From the records below, pull each line that has "Send".

┄┄┄┄┄┄┄┄┄┄┄┄┄┄┄┄┄┄┄┄

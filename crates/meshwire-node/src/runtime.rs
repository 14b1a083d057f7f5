//! Runtime environment: the bundle of collaborators the dispatcher works
//! against, plus default implementations for the optional ones.

use crate::path::Path;
use crate::topology::Topology;
use crate::tracer::{LogTracer, Tracer};
use dashmap::DashMap;
use meshwire_crypto::Identity;
use meshwire_proto::{Address, BufPool, Dictionary};
use std::collections::VecDeque;
use std::net::{IpAddr, SocketAddr};
use std::sync::Arc;
use std::time::{SystemTime, UNIX_EPOCH};

/// Clock and admission decisions owned by the embedding node.
pub trait NodeEnv: Send + Sync {
    /// Milliseconds since the UNIX epoch.
    fn now(&self) -> i64;

    /// Gate for the expensive identity validation performed on first
    /// contact. Returning false drops the HELLO.
    fn rate_gate_identity_verification(&self, now: i64, from: SocketAddr) -> bool;
}

/// Learns our external surface address from zero-hop HELLOs.
pub trait SelfAwareness: Send + Sync {
    #[allow(clippy::too_many_arguments)]
    fn iam(
        &self,
        reporter: &Identity,
        local_socket: i64,
        reporter_addr: SocketAddr,
        surface_addr: SocketAddr,
        reporter_is_trusted: bool,
        now: i64,
    );
}

/// Forwarding hook for packets not addressed to this node. Forwarding policy
/// belongs to the peer-forwarding subsystem; the default does nothing.
pub trait Relay: Send + Sync {
    fn relay(&self, path: &Arc<Path>, destination: Address, data: &[u8], now: i64);
}

/// The virtual Ethernet layer. VL1 hands fully assembled packets to these
/// hooks; their semantics are out of scope here.
pub trait Vl2: Send + Sync {
    fn frame(&self, path: &Arc<Path>, peer: &Arc<crate::peer::Peer>, packet: &[u8], authenticated: bool);
    fn ext_frame(&self, path: &Arc<Path>, peer: &Arc<crate::peer::Peer>, packet: &[u8], authenticated: bool);
    fn multicast_like(&self, path: &Arc<Path>, peer: &Arc<crate::peer::Peer>, packet: &[u8], authenticated: bool);
    fn multicast_gather(&self, path: &Arc<Path>, peer: &Arc<crate::peer::Peer>, packet: &[u8], authenticated: bool);
    fn multicast(&self, path: &Arc<Path>, peer: &Arc<crate::peer::Peer>, packet: &[u8], authenticated: bool);
    fn network_credentials(&self, path: &Arc<Path>, peer: &Arc<crate::peer::Peer>, packet: &[u8], authenticated: bool);
    fn network_config_request(&self, path: &Arc<Path>, peer: &Arc<crate::peer::Peer>, packet: &[u8], authenticated: bool);
    fn network_config(&self, path: &Arc<Path>, peer: &Arc<crate::peer::Peer>, packet: &[u8], authenticated: bool);
}

/// No-op self-awareness for nodes that do not track their surface.
#[derive(Debug, Default)]
pub struct NullSelfAwareness;

impl SelfAwareness for NullSelfAwareness {
    fn iam(
        &self,
        _reporter: &Identity,
        _local_socket: i64,
        _reporter_addr: SocketAddr,
        _surface_addr: SocketAddr,
        _reporter_is_trusted: bool,
        _now: i64,
    ) {
    }
}

/// Relay that drops everything (leaf-node behavior).
#[derive(Debug, Default)]
pub struct NullRelay;

impl Relay for NullRelay {
    fn relay(&self, _path: &Arc<Path>, _destination: Address, _data: &[u8], _now: i64) {}
}

/// VL2 layer that ignores all traffic.
#[derive(Debug, Default)]
pub struct NullVl2;

macro_rules! null_vl2_hook {
    ($name:ident) => {
        fn $name(
            &self,
            _path: &Arc<Path>,
            _peer: &Arc<crate::peer::Peer>,
            _packet: &[u8],
            _authenticated: bool,
        ) {
        }
    };
}

impl Vl2 for NullVl2 {
    null_vl2_hook!(frame);
    null_vl2_hook!(ext_frame);
    null_vl2_hook!(multicast_like);
    null_vl2_hook!(multicast_gather);
    null_vl2_hook!(multicast);
    null_vl2_hook!(network_credentials);
    null_vl2_hook!(network_config_request);
    null_vl2_hook!(network_config);
}

/// Sliding-window limiter for first-contact identity validation, keyed by
/// source IP.
pub struct IdentityRateGate {
    limit: usize,
    window_ms: i64,
    buckets: DashMap<IpAddr, VecDeque<i64>>,
}

impl IdentityRateGate {
    pub fn new(limit: usize, window_ms: i64) -> Self {
        IdentityRateGate {
            limit,
            window_ms,
            buckets: DashMap::new(),
        }
    }

    pub fn check(&self, now: i64, from: SocketAddr) -> bool {
        if self.limit == 0 {
            return true;
        }
        let mut bucket = self.buckets.entry(from.ip()).or_default();
        while let Some(&front) = bucket.front() {
            if now - front > self.window_ms {
                bucket.pop_front();
            } else {
                break;
            }
        }
        if bucket.len() >= self.limit {
            return false;
        }
        bucket.push_back(now);
        true
    }
}

impl Default for IdentityRateGate {
    fn default() -> Self {
        // A handful of untrusted identity validations per address per
        // second is plenty for bootstrap and harmless under flood.
        IdentityRateGate::new(4, 1000)
    }
}

/// Wall-clock [`NodeEnv`] with the default rate gate.
#[derive(Default)]
pub struct SystemNodeEnv {
    gate: IdentityRateGate,
}

impl SystemNodeEnv {
    pub fn new(gate: IdentityRateGate) -> Self {
        SystemNodeEnv { gate }
    }
}

impl NodeEnv for SystemNodeEnv {
    fn now(&self) -> i64 {
        SystemTime::now()
            .duration_since(UNIX_EPOCH)
            .map(|d| d.as_millis() as i64)
            .unwrap_or_default()
    }

    fn rate_gate_identity_verification(&self, now: i64, from: SocketAddr) -> bool {
        self.gate.check(now, from)
    }
}

/// Everything the ingress pipeline needs to run.
pub struct RuntimeEnv {
    /// Our identity, including the private key.
    pub identity: Identity,
    pub topology: Arc<dyn Topology>,
    pub node: Arc<dyn NodeEnv>,
    pub self_awareness: Arc<dyn SelfAwareness>,
    pub tracer: Arc<dyn Tracer>,
    pub vl2: Arc<dyn Vl2>,
    pub relay: Arc<dyn Relay>,
    pub pool: BufPool,
    /// Metadata advertised in our OK(HELLO) replies.
    pub node_metadata: Dictionary,
}

impl RuntimeEnv {
    /// Environment with default collaborators for everything optional.
    pub fn new(identity: Identity, topology: Arc<dyn Topology>) -> Self {
        RuntimeEnv {
            identity,
            topology,
            node: Arc::new(SystemNodeEnv::default()),
            self_awareness: Arc::new(NullSelfAwareness),
            tracer: Arc::new(LogTracer),
            vl2: Arc::new(NullVl2),
            relay: Arc::new(NullRelay),
            pool: BufPool::new(128),
            node_metadata: Dictionary::new(),
        }
    }
}

#[cfg(test)]
mod tests {
    use super::*;

    #[test]
    fn rate_gate_limits_per_window() {
        let gate = IdentityRateGate::new(2, 1000);
        let from: SocketAddr = "192.0.2.1:9993".parse().expect("addr");
        assert!(gate.check(0, from));
        assert!(gate.check(10, from));
        assert!(!gate.check(20, from));
        // Other addresses are unaffected.
        let other: SocketAddr = "192.0.2.2:9993".parse().expect("addr");
        assert!(gate.check(20, other));
        // The window slides.
        assert!(gate.check(1011, from));
    }
}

┄┄┄┄┄┄┄┄┄┄┄┄┄┄┄┄┄┄┄┄

Task response:
pub trait NodeEnv: Send + Sync {
pub trait SelfAwareness: Send + Sync {
pub trait Relay: Send + Sync {
pub trait Vl2: Send + Sync {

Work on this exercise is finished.